//! Controller bring-up through the MMIO surface: capability registers,
//! reset behavior, event ring programming, and PORTSC access rules.

use vxhcid::device::bus::{Request, RequestSize};
use vxhcid::device::pci::constants::xhci::{offset, MAX_PORTS, MAX_SLOTS};
use vxhcid::device::pci::traits::PciDevice;
use vxhcid::device::pci::trb::{trb_types, CompletionCode, EventTrb};

mod util;
use util::*;

#[test]
fn capability_registers_describe_the_controller() {
    let xhci = TestXhci::new("");

    let caplength = xhci.read32(offset::CAPLENGTH);
    assert_eq!(caplength & 0xFF, offset::OP_BASE as u32);
    assert_eq!(caplength >> 16, 0x0100, "HCIVERSION 1.0");

    let hcsparams1 = xhci.read32(offset::HCSPARAMS1);
    assert_eq!(hcsparams1 & 0xFF, MAX_SLOTS as u32);
    assert_eq!(hcsparams1 >> 24, MAX_PORTS as u32);

    assert_eq!(xhci.read32(offset::DBOFF), offset::DB_BASE as u32);
    assert_eq!(xhci.read32(offset::RTSOFF), offset::RT_BASE as u32);

    // PAGESIZE advertises 4k pages.
    assert_eq!(xhci.op_read(offset::PAGESIZE), 1);
}

#[test]
fn mmio_reads_mask_to_access_size() {
    let xhci = TestXhci::new("");
    let full = xhci.read32(offset::CAPLENGTH);
    let byte = xhci
        .controller
        .read_io(0, Request::new(offset::CAPLENGTH, RequestSize::Size1));
    let word = xhci
        .controller
        .read_io(0, Request::new(offset::CAPLENGTH, RequestSize::Size2));
    assert_eq!(byte, u64::from(full & 0xFF));
    assert_eq!(word, u64::from(full & 0xFFFF));
}

#[test]
fn reads_and_writes_outside_the_register_file_are_ignored() {
    let xhci = TestXhci::new("");
    // far beyond the extended capabilities
    assert_eq!(xhci.read32(0x9000), 0);
    xhci.write32(0x9000, 0xFFFF_FFFF);
    // writes to the read-only capability region are dropped
    xhci.write32(offset::HCSPARAMS1, 0);
    assert_ne!(xhci.read32(offset::HCSPARAMS1), 0);
}

#[test]
fn controller_reset_clears_ring_state_and_halts() {
    let mut xhci = TestXhci::new("tablet");
    xhci.bring_up();
    assert_eq!(xhci.op_read(offset::USBSTS) as u64 & USBSTS_HCH, 0);

    // S1: HCRST alone also stops the controller.
    xhci.op_write(offset::USBCMD, USBCMD_HCRST as u32);

    let sts = u64::from(xhci.op_read(offset::USBSTS));
    assert_ne!(sts & USBSTS_HCH, 0, "HCH set after reset");

    // The producer starts over at index 0 with PCS=1: re-program the
    // ring and check that the first event lands at the segment base
    // with the cycle bit set.
    xhci.setup_event_ring(4);
    xhci.bring_up();
    let tablet_port = USB2_FIRST_PORT;
    xhci.write_portsc(tablet_port, (PORTSC_PP | PORTSC_PR) as u32);

    let event = xhci.expect_event(trb_types::PORT_STATUS_CHANGE_EVENT);
    assert!(event.cycle(), "event PCS restarts at 1");
}

#[test]
fn event_ring_bring_up_and_overflow() {
    // S2: a single-segment ring with three TRB slots. Port status change
    // events are produced by hot-plug attach of scripted devices on
    // assigned ports.
    let mut xhci = TestXhci::new("1-1,1-2,1-3");
    xhci.setup_event_ring(3);
    xhci.run();

    for port in 1..=3u8 {
        let (source, _handle) = ScriptedSource::new(vxhcid::device::pci::backend::Speed::Super);
        let info = scripted_device_info(1, port, vxhcid::device::pci::backend::Speed::Super);
        let result = xhci
            .controller
            .lock()
            .unwrap()
            .device_connected(info, Some(Box::new(source)));
        result.unwrap();
    }

    // Two events fit; their cycle bits are set.
    let first = xhci.read_trb(EVENT_RING_ADDR);
    let second = xhci.read_trb(EVENT_RING_ADDR + 16);
    assert_eq!(first.trb_type(), trb_types::PORT_STATUS_CHANGE_EVENT);
    assert_eq!(second.trb_type(), trb_types::PORT_STATUS_CHANGE_EVENT);
    assert!(first.cycle());
    assert!(second.cycle());

    // The third insert filled the ring: the final slot carries the
    // synthetic host-controller event with the ring-full code.
    let last = xhci.read_trb(EVENT_RING_ADDR + 32);
    assert_eq!(last.trb_type(), trb_types::HOST_CONTROLLER_EVENT);
    assert_eq!(
        last.status >> 24,
        CompletionCode::EventRingFullError as u32
    );
}

#[test]
fn event_insertion_raises_interrupts_and_sets_busy_bits() {
    let mut xhci = TestXhci::new("tablet");
    xhci.setup_event_ring(8);
    xhci.run();

    let before = xhci.irq.assert_count();
    // A port reset posts a port status change event.
    xhci.write_portsc(USB2_FIRST_PORT, (PORTSC_PP | PORTSC_PR) as u32);
    assert!(xhci.irq.assert_count() > before);

    // ERDP busy and IMAN pending are latched until acknowledged.
    assert_ne!(xhci.rt_read(offset::ERDP_LO) & 0x8, 0, "EHB latched");
    assert_ne!(xhci.rt_read(offset::IMAN) as u64 & IMAN_IP, 0);

    let event = xhci.expect_event(trb_types::PORT_STATUS_CHANGE_EVENT);
    assert_eq!(event.parameter >> 24, USB2_FIRST_PORT as u64);

    // next_event acknowledged via ERDP.EHB; both latches clear.
    assert_eq!(xhci.rt_read(offset::ERDP_LO) & 0x8, 0);
    assert_eq!(xhci.rt_read(offset::IMAN) as u64 & IMAN_IP, 0);
}

#[test]
fn usbsts_event_interrupt_bit_is_write_one_to_clear() {
    let mut xhci = TestXhci::new("tablet");
    xhci.setup_event_ring(8);
    xhci.run();
    xhci.write_portsc(USB2_FIRST_PORT, (PORTSC_PP | PORTSC_PR) as u32);

    let eint = 1 << 3;
    assert_ne!(xhci.op_read(offset::USBSTS) & eint, 0);
    xhci.op_write(offset::USBSTS, eint);
    assert_eq!(xhci.op_read(offset::USBSTS) & eint, 0);
}

#[test]
fn ports_come_up_powered_in_rx_detect() {
    let xhci = TestXhci::new("");
    for port in 1..=MAX_PORTS as usize {
        let portsc = u64::from(xhci.read_portsc(port));
        assert_ne!(portsc & PORTSC_PP, 0, "port {port} powered");
        assert_eq!((portsc >> 5) & 0xF, PLS_RX_DETECT, "port {port} in RxDetect");
        assert_eq!(portsc & PORTSC_CCS, 0, "port {port} empty");
    }
}

#[test]
fn tablet_port_reports_a_connected_device() {
    let xhci = TestXhci::new("tablet");
    let portsc = u64::from(xhci.read_portsc(USB2_FIRST_PORT));
    assert_ne!(portsc & PORTSC_CCS, 0);
    assert_ne!(portsc & PORTSC_CSC, 0);

    // write-1-to-clear on the connect-status-change bit
    xhci.write_portsc(USB2_FIRST_PORT, (PORTSC_PP | PORTSC_CSC) as u32);
    let portsc = u64::from(xhci.read_portsc(USB2_FIRST_PORT));
    assert_eq!(portsc & PORTSC_CSC, 0);
    assert_ne!(portsc & PORTSC_CCS, 0, "CCS stays while connected");
}

#[test]
fn port_reset_enables_the_port_and_latches_prc() {
    let mut xhci = TestXhci::new("tablet");
    xhci.setup_event_ring(8);
    xhci.run();

    xhci.write_portsc(USB2_FIRST_PORT, (PORTSC_PP | PORTSC_PR) as u32);
    let portsc = u64::from(xhci.read_portsc(USB2_FIRST_PORT));
    assert_ne!(portsc & PORTSC_PED, 0, "port enabled after reset");
    assert_ne!(portsc & PORTSC_PRC, 0, "port reset change latched");
    assert_eq!(portsc & PORTSC_PR, 0, "reset completed immediately");

    let event = xhci.expect_event(trb_types::PORT_STATUS_CHANGE_EVENT);
    assert_eq!(event.parameter >> 24, USB2_FIRST_PORT as u64);
}

#[test]
fn mfindex_is_monotonic() {
    let xhci = TestXhci::new("");
    let first = xhci.rt_read(offset::MFINDEX);
    std::thread::sleep(std::time::Duration::from_millis(2));
    let second = xhci.rt_read(offset::MFINDEX);
    assert!(second >= first);
    assert!(second > 0, "counter advances at 125us granularity");
}

#[test]
fn doorbells_are_ignored_while_halted() {
    let mut xhci = TestXhci::new("tablet");
    xhci.setup_event_ring(8);
    xhci.setup_command_ring();
    // controller not running: HCH is set
    xhci.push_command(vxhcid::device::pci::trb::Trb {
        parameter: 0,
        status: 0,
        control: u32::from(trb_types::ENABLE_SLOT) << 10,
    });
    assert!(
        xhci.next_event().is_none(),
        "no command processing while halted"
    );
}

#[test]
fn dropped_events_before_ring_configuration_do_not_crash() {
    let xhci = TestXhci::new("tablet");
    // run without an event ring; a port reset tries to post an event
    xhci.op_write(offset::USBCMD, (USBCMD_RS | USBCMD_INTE) as u32);
    xhci.write_portsc(USB2_FIRST_PORT, (PORTSC_PP | PORTSC_PR) as u32);
    // nothing to assert beyond "no panic"; the event was dropped
    let _ = EventTrb::new_ring_full_event_trb();
}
- - -
Say how many lines of the data include the word "Speed". Respond with the number alone.

*Answer section*:
2